[Supplied records — start]
//! Duplicate Grouping
//!
//! Splits a year's unioned records into duplicate groups (same `account_id`
//! two or more times) and singletons. Groups come out sorted by account id;
//! members and singletons keep their encounter order.

use crate::record::CandidateRecord;
use rustc_hash::FxHashMap;
use std::collections::BTreeMap;

/// All records of one company within one year (size ≥ 2)
#[derive(Debug, Clone, PartialEq)]
pub struct DuplicateGroup {
    pub account_id: String,
    pub members: Vec<CandidateRecord>,
}

/// Result of grouping a unioned table
#[derive(Debug, Clone, Default, PartialEq)]
pub struct DuplicatePartition {
    pub groups: Vec<DuplicateGroup>,
    pub singletons: Vec<CandidateRecord>,
}

impl DuplicatePartition {
    /// Number of records across all duplicate groups
    pub fn duplicate_count(&self) -> usize {
        self.groups.iter().map(|g| g.members.len()).sum()
    }

    /// All duplicate records, groups in account order
    pub fn duplicate_records(&self) -> impl Iterator<Item = &CandidateRecord> {
        self.groups.iter().flat_map(|g| g.members.iter())
    }
}

pub fn group_duplicates(records: &[CandidateRecord]) -> DuplicatePartition {
    let mut counts: FxHashMap<&str, usize> = FxHashMap::default();
    for record in records {
        *counts.entry(record.account_id.as_str()).or_insert(0) += 1;
    }

    let mut grouped: BTreeMap<&str, Vec<CandidateRecord>> = BTreeMap::new();
    let mut singletons = Vec::new();

    for record in records {
        if counts[record.account_id.as_str()] > 1 {
            grouped
                .entry(record.account_id.as_str())
                .or_default()
                .push(record.clone());
        } else {
            singletons.push(record.clone());
        }
    }

    let groups = grouped
        .into_iter()
        .map(|(account_id, members)| DuplicateGroup {
            account_id: account_id.to_string(),
            members,
        })
        .collect();

    DuplicatePartition { groups, singletons }
}
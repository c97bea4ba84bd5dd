//! Simple Scope Priority Table
//!
//! Maps the coarse scope code of a target to a priority digit (higher wins):
//!
//! | code     | priority |
//! |----------|----------|
//! | `S1S2`   | 9        |
//! | `S1S2S3` | 8        |
//! | `S1`     | 7        |
//! | `S1S3`   | 6        |
//! | `S2`     | 5        |
//! | `S2S3`   | 4        |
//!
//! Codes outside the table fall back to the maximum priority so that an
//! unexpected scope is never silently ranked below the known ones.

use rustc_hash::FxHashMap;

const SIMPLE_SCOPE_PRIORITIES: [(&str, u8); 6] = [
    ("S1S2", 9),
    ("S1S2S3", 8),
    ("S1", 7),
    ("S1S3", 6),
    ("S2", 5),
    ("S2S3", 4),
];

/// Result of a priority lookup: either a table hit or a substituted fallback
#[derive(Debug, Clone, Copy, PartialEq, Eq)]
pub enum PriorityLookup {
    Known(u8),
    Fallback(u8),
}

impl PriorityLookup {
    pub fn value(&self) -> u8 {
        match self {
            PriorityLookup::Known(v) | PriorityLookup::Fallback(v) => *v,
        }
    }

    pub fn is_fallback(&self) -> bool {
        matches!(self, PriorityLookup::Fallback(_))
    }
}

/// Simple scope code → priority digit
#[derive(Debug, Clone)]
pub struct ScopePriorityTable {
    priorities: FxHashMap<&'static str, u8>,
    fallback: u8,
}

impl ScopePriorityTable {
    /// The six known codes with priorities 9 (S1S2) down to 4 (S2S3)
    pub fn standard() -> Self {
        let priorities = SIMPLE_SCOPE_PRIORITIES.iter().copied().collect::<FxHashMap<_, _>>();
        let fallback = SIMPLE_SCOPE_PRIORITIES
            .iter()
            .map(|(_, p)| *p)
            .max()
            .unwrap_or(9);

        Self { priorities, fallback }
    }

    pub fn lookup(&self, simple_scope: &str) -> PriorityLookup {
        match self.priorities.get(simple_scope) {
            Some(priority) => PriorityLookup::Known(*priority),
            None => PriorityLookup::Fallback(self.fallback),
        }
    }

    pub fn contains(&self, simple_scope: &str) -> bool {
        self.priorities.contains_key(simple_scope)
    }

    /// Known codes, highest priority first
    pub fn codes(&self) -> Vec<&'static str> {
        let mut codes: Vec<(&'static str, u8)> =
            self.priorities.iter().map(|(code, p)| (*code, *p)).collect();
        codes.sort_by(|a, b| b.1.cmp(&a.1));
        codes.into_iter().map(|(code, _)| code).collect()
    }
}

impl Default for ScopePriorityTable {
    fn default() -> Self {
        Self::standard()
    }
}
[Supplied records — finish]
_What the task asks:_
Given the records above, return exactly the lines starting at the line containing "#[derive(Debug, Clone, Default, PartialEq)]" and ending at the line containing "pub fn duplicate_records(&self)", including both.

_Your solution:_
#[derive(Debug, Clone, Default, PartialEq)]
pub struct DuplicatePartition {
    pub groups: Vec<DuplicateGroup>,
    pub singletons: Vec<CandidateRecord>,
}

impl DuplicatePartition {
    /// Number of records across all duplicate groups
    pub fn duplicate_count(&self) -> usize {
        self.groups.iter().map(|g| g.members.len()).sum()
    }

    /// All duplicate records, groups in account order
    pub fn duplicate_records(&self) -> impl Iterator<Item = &CandidateRecord> {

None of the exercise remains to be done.